O Supremo Tribunal Federal reconheceu repercussão geral no Recurso Extraordinário nº 1.495.108 (Tema 1.348), que discute a aplicação da imunidade do ITBI em operações de integralização de capital com imóveis, inclusive em empresas cuja atividade preponderante é imobiliária.
O tema é de grande relevância para holdings patrimoniais, incorporadoras e empresários que utilizam imóveis como forma de capitalização societária. Atualmente, a maioria dos tribunais entende que a imunidade não se aplica quando a empresa tem atividade imobiliária preponderante, exigindo o recolhimento do imposto nessas hipóteses.
O debate gira em torno da interpretação do artigo 156, § 2º, I, da Constituição:
- A primeira parte prevê imunidade incondicionada na integralização de capital, aplicável a qualquer empresa.
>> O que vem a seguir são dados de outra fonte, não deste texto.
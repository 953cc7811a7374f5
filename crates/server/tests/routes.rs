use axum::{
    Extension, Router,
    body::{Body, to_bytes},
    http::{Request, StatusCode, header},
    response::Response,
};
use chrono::{DateTime, FixedOffset};
use database::entities::{
    alumni_responses, departments, dept_subjects, feedback, questions, responses,
    staff_mappings, staff_profiles, student_profiles, subjects,
};
use models::feedback_type::QuestionCategory;
use sea_orm::{DatabaseBackend, DatabaseConnection, MockDatabase, MockExecResult};
use serde_json::{Value, json};
use server::{app, middleware::guard::SessionClaims, routes, state::AppState};
use tower::ServiceExt;
use uuid::Uuid;

fn timestamp() -> DateTime<FixedOffset> {
    DateTime::parse_from_rfc3339("2024-06-01T10:00:00+05:30").unwrap()
}

fn empty_db() -> DatabaseConnection {
    MockDatabase::new(DatabaseBackend::Postgres).into_connection()
}

fn app_with(db: DatabaseConnection, claims: Option<SessionClaims>) -> Router {
    let protected = match claims {
        Some(claims) => routes::protected().layer(Extension(claims)),
        None => routes::protected(),
    };
    app(AppState::new(db), protected)
}

fn signed_in(role: &str) -> Option<SessionClaims> {
    Some(SessionClaims {
        sub: Some(Uuid::new_v4().to_string()),
        user_role: Some(role.to_string()),
    })
}

fn question(id: i32, feedback_type: QuestionCategory) -> questions::Model {
    questions::Model {
        id,
        feedback_type,
        question_no: id,
        question: format!("Question {id}"),
        no_of_options: Some(3),
    }
}

fn subject(id: i32, is_theory: bool) -> subjects::Model {
    subjects::Model {
        id,
        code: format!("CS{id}"),
        name: format!("Subject {id}"),
        short_name: None,
        is_theory,
        category: None,
        reg_id: Some(3),
        created_at: timestamp(),
    }
}

async fn get(app: Router, uri: &str) -> Response {
    app.oneshot(Request::builder().uri(uri).body(Body::empty()).unwrap())
        .await
        .unwrap()
}

async fn post_json(app: Router, uri: &str, body: Value) -> Response {
    let request = Request::builder()
        .method("POST")
        .uri(uri)
        .header(header::CONTENT_TYPE, "application/json")
        .body(Body::from(body.to_string()))
        .unwrap();
    app.oneshot(request).await.unwrap()
}

async fn json_body(response: Response) -> Value {
    let bytes = to_bytes(response.into_body(), usize::MAX).await.unwrap();
    serde_json::from_slice(&bytes).unwrap()
}

#[tokio::test]
async fn test_health() {
    let response = get(app_with(empty_db(), None), "/health").await;
    assert_eq!(response.status(), StatusCode::OK);

    let bytes = to_bytes(response.into_body(), usize::MAX).await.unwrap();
    assert_eq!(&bytes[..], b"OK");
}

#[tokio::test]
async fn test_unknown_path_redirects_to_not_found_page() {
    let response = get(app_with(empty_db(), None), "/no/such/page").await;
    assert_eq!(response.status(), StatusCode::NOT_FOUND);
    assert_eq!(json_body(response).await["redirect"], "/errors/404");
}

#[tokio::test]
async fn test_admin_route_requires_sign_in() {
    let response = get(app_with(empty_db(), None), "/admin/staff").await;
    assert_eq!(response.status(), StatusCode::UNAUTHORIZED);
    assert_eq!(json_body(response).await["redirect"], "/auth/sign-in");
}

#[tokio::test]
async fn test_admin_route_rejects_student() {
    let response = get(app_with(empty_db(), signed_in("stud")), "/admin/reports/alumni").await;
    assert_eq!(response.status(), StatusCode::FORBIDDEN);
    assert_eq!(json_body(response).await["redirect"], "/errors/403");
}

#[tokio::test]
async fn test_staff_route_rejects_unknown_role() {
    let response = get(app_with(empty_db(), signed_in("visitor")), "/staff/dashboard").await;
    assert_eq!(response.status(), StatusCode::FORBIDDEN);
}

#[tokio::test]
async fn test_unknown_report_is_not_found() {
    let response = get(app_with(empty_db(), signed_in("admin")), "/admin/reports/parents").await;
    assert_eq!(response.status(), StatusCode::NOT_FOUND);
}

#[tokio::test]
async fn test_unknown_student_feedback_type_is_not_found() {
    let response = get(
        app_with(empty_db(), signed_in("stud")),
        "/stud/feedback-list/exam",
    )
    .await;
    assert_eq!(response.status(), StatusCode::NOT_FOUND);
    assert_eq!(json_body(response).await["redirect"], "/errors/404");
}

#[tokio::test]
async fn test_departments() {
    let db = MockDatabase::new(DatabaseBackend::Postgres)
        .append_query_results([vec![departments::Model {
            id: 1,
            name: "Computer Science".to_string(),
            short_name: "CSE".to_string(),
            created_at: timestamp(),
        }]])
        .into_connection();

    let response = get(app_with(db, None), "/departments").await;
    assert_eq!(response.status(), StatusCode::OK);
    assert_eq!(
        json_body(response).await,
        json!([{ "id": "1", "text": "Computer Science" }])
    );
}

#[tokio::test]
async fn test_semesters() {
    let response = get(app_with(empty_db(), None), "/semesters").await;
    let body = json_body(response).await;

    let semesters = body.as_array().unwrap();
    assert_eq!(semesters.len(), 8);
    assert_eq!(semesters[0], json!({ "id": "1", "text": "1" }));
}

#[tokio::test]
async fn test_alumni_feedback_rejects_invalid_batch() {
    let response = post_json(
        app_with(empty_db(), None),
        "/alumni-feedback",
        json!({
            "alumni_name": "Asha",
            "batch": "24",
            "department_id": 1,
            "answers": [
                { "question_id": 1, "score": 3 },
                { "question_id": 2, "score": 2 }
            ]
        }),
    )
    .await;

    assert_eq!(response.status(), StatusCode::UNPROCESSABLE_ENTITY);
    assert_eq!(json_body(response).await["error"], "Please Enter a Valid Batch");
}

#[tokio::test]
async fn test_alumni_feedback_requires_department() {
    let response = post_json(
        app_with(empty_db(), None),
        "/alumni-feedback",
        json!({ "alumni_name": "Asha", "batch": "2019" }),
    )
    .await;

    assert_eq!(response.status(), StatusCode::UNPROCESSABLE_ENTITY);
    assert_eq!(
        json_body(response).await["error"],
        "Please Select Your Department"
    );
}

#[tokio::test]
async fn test_employer_feedback_requires_company() {
    let response = post_json(
        app_with(empty_db(), None),
        "/employer-feedback",
        json!({
            "employer_name": "Ravi",
            "company": "  ",
            "answers": [{ "question_id": 1, "score": 2 }]
        }),
    )
    .await;

    assert_eq!(response.status(), StatusCode::UNPROCESSABLE_ENTITY);
    assert_eq!(json_body(response).await["error"], "Please Enter Your Company");
}

#[tokio::test]
async fn test_alumni_feedback_rejects_out_of_range_score() {
    let db = MockDatabase::new(DatabaseBackend::Postgres)
        .append_query_results([vec![question(1, QuestionCategory::Peo)]])
        .into_connection();

    let response = post_json(
        app_with(db, None),
        "/alumni-feedback",
        json!({
            "alumni_name": "Asha",
            "batch": "2019",
            "department_id": 1,
            "answers": [{ "question_id": 1, "score": 0 }]
        }),
    )
    .await;

    assert_eq!(response.status(), StatusCode::UNPROCESSABLE_ENTITY);
    assert_eq!(
        json_body(response).await["error"],
        "Score must be between 1 and 3"
    );
}

#[tokio::test]
async fn test_alumni_feedback_is_stored() {
    let db = MockDatabase::new(DatabaseBackend::Postgres)
        .append_query_results([vec![
            question(1, QuestionCategory::Peo),
            question(2, QuestionCategory::Po),
        ]])
        .append_query_results([vec![alumni_responses::Model {
            id: 9,
            alumni_name: "Asha".to_string(),
            batch: "2019".to_string(),
            dept_id: 1,
            created_at: timestamp(),
        }]])
        .append_exec_results([MockExecResult {
            last_insert_id: 0,
            rows_affected: 2,
        }])
        .into_connection();

    let response = post_json(
        app_with(db, None),
        "/alumni-feedback",
        json!({
            "alumni_name": "Asha",
            "batch": "2019",
            "department_id": 1,
            "answers": [
                { "question_id": 1, "score": 3 },
                { "question_id": 2, "score": 2 }
            ]
        }),
    )
    .await;

    assert_eq!(response.status(), StatusCode::CREATED);
    let body = json_body(response).await;
    assert_eq!(body["id"], 9);
    assert_eq!(body["saved_rows"], 2);
    assert_eq!(body["message"], "Thank You For Your Feedback!!!");
    assert_eq!(body["navigate_to"], "/");
}

#[tokio::test]
async fn test_publish_without_department_is_rejected() {
    let response = post_json(
        app_with(empty_db(), signed_in("admin")),
        "/admin/feedback",
        json!({
            "batch": "2024",
            "section": "a",
            "regulation_id": 3,
            "semester": 5
        }),
    )
    .await;

    assert_eq!(response.status(), StatusCode::UNPROCESSABLE_ENTITY);
    assert_eq!(
        json_body(response).await["error"],
        "Please Select Your Department"
    );
}

#[tokio::test]
async fn test_publish_rejects_invalid_batch() {
    let response = post_json(
        app_with(empty_db(), signed_in("admin")),
        "/admin/feedback",
        json!({
            "batch": "24",
            "department_id": 1,
            "section": "a",
            "regulation_id": 3,
            "semester": 5,
            "assignments": [{ "subject_id": 100, "staff_id": Uuid::new_v4() }]
        }),
    )
    .await;

    assert_eq!(response.status(), StatusCode::UNPROCESSABLE_ENTITY);
    assert_eq!(json_body(response).await["error"], "Please Enter a Valid Batch");
}

#[tokio::test]
async fn test_publish_rejects_unknown_staff() {
    let stranger = Uuid::new_v4();
    let db = MockDatabase::new(DatabaseBackend::Postgres)
        .append_query_results([vec![dept_subjects::Model {
            id: 1,
            dept_id: 1,
            reg_id: 3,
            sem: 5,
            subject_id: 100,
        }]])
        .append_query_results([vec![subject(100, true)]])
        .append_query_results([vec![staff_profiles::Model {
            id: Uuid::new_v4(),
            name: Some("Ada".to_string()),
            staff_no: None,
            designation: None,
            dept_id: Some(1),
        }]])
        .into_connection();

    let response = post_json(
        app_with(db, signed_in("admin")),
        "/admin/feedback",
        json!({
            "batch": "2024",
            "department_id": 1,
            "section": "a",
            "regulation_id": 3,
            "semester": 5,
            "assignments": [{ "subject_id": 100, "staff_id": stranger }]
        }),
    )
    .await;

    assert_eq!(response.status(), StatusCode::UNPROCESSABLE_ENTITY);
    assert_eq!(
        json_body(response).await["error"],
        format!("Unknown staff {stranger}")
    );
}

#[tokio::test]
async fn test_student_feedback_is_stored() {
    let claims = signed_in("stud");
    let student_id: Uuid = claims.as_ref().unwrap().sub.as_deref().unwrap().parse().unwrap();
    let db = MockDatabase::new(DatabaseBackend::Postgres)
        .append_query_results([vec![student_profiles::Model {
            id: student_id,
            name: Some("Meena".to_string()),
            roll_no: Some(2024001),
            batch: Some(2024),
            dept_id: Some(1),
            section: Some("a".to_string()),
            is_new_user: false,
        }]])
        .append_query_results([vec![feedback::Model {
            id: 7,
            batch: 2024,
            department_id: 1,
            regulation_id: 3,
            sem: 5,
            section: "A".to_string(),
            created_at: timestamp(),
        }]])
        .append_query_results([vec![(
            staff_mappings::Model {
                id: 20,
                feedback_id: 7,
                staff_id: Uuid::new_v4(),
                sub_id: 100,
                created_at: timestamp(),
            },
            subject(100, true),
        )]])
        .append_query_results([Vec::<responses::Model>::new()])
        .append_query_results([vec![
            question(1, QuestionCategory::Course),
            question(2, QuestionCategory::Course),
        ]])
        .append_query_results([vec![responses::Model {
            id: 41,
            staff_mapping_id: 20,
            student_id,
            created_at: timestamp(),
        }]])
        .append_exec_results([MockExecResult {
            last_insert_id: 0,
            rows_affected: 2,
        }])
        .into_connection();

    let response = post_json(
        app_with(db, claims),
        "/stud/feedback/20",
        json!({
            "answers": [
                { "question_id": 1, "score": 3 },
                { "question_id": 2, "score": 1 }
            ]
        }),
    )
    .await;

    assert_eq!(response.status(), StatusCode::CREATED);
    let body = json_body(response).await;
    assert_eq!(body["id"], 41);
    assert_eq!(body["saved_rows"], 2);
}

#[tokio::test]
async fn test_openapi_document() {
    let response = get(app_with(empty_db(), None), "/api-docs/openapi.json").await;
    assert_eq!(response.status(), StatusCode::OK);

    let body = json_body(response).await;
    assert_eq!(body["info"]["title"], "Feedback API");
    assert!(body["paths"]["/admin/feedback"]["post"].is_object());
}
- A segunda parte condiciona a imunidade nas operações de fusão, cisão, incorporação ou extinção, quando a empresa não tiver atividade imobiliária como foco principal.
O contribuinte sustenta que o Tema 796 do STF já reconheceu a natureza incondicionada da imunidade nas integralizações, afastando restrições do Código Tributário Nacional. Para ele, a exceção constitucional só se aplicaria às operações societárias de reorganização, não às integralizações de capital.
O julgamento do Tema 1.348 poderá ser um divisor de águas:
- Se a Corte confirmar a imunidade incondicionada, haverá estímulo ao uso de imóveis em holdings familiares, planejamentos sucessórios e reorganizações societárias, além da possibilidade de revisão de ITBI já pago.
- Caso prevaleça a interpretação restritiva, empresas com atividade imobiliária seguirão obrigadas ao recolhimento.
A decisão impactará não apenas o setor privado, mas também a arrecadação municipal e a segurança jurídica do sistema tributário. Mais do que uma discussão técnica, o Supremo definirá os limites entre a competência dos municípios e as garantias constitucionais de incentivo à livre iniciativa e previsibilidade econômica.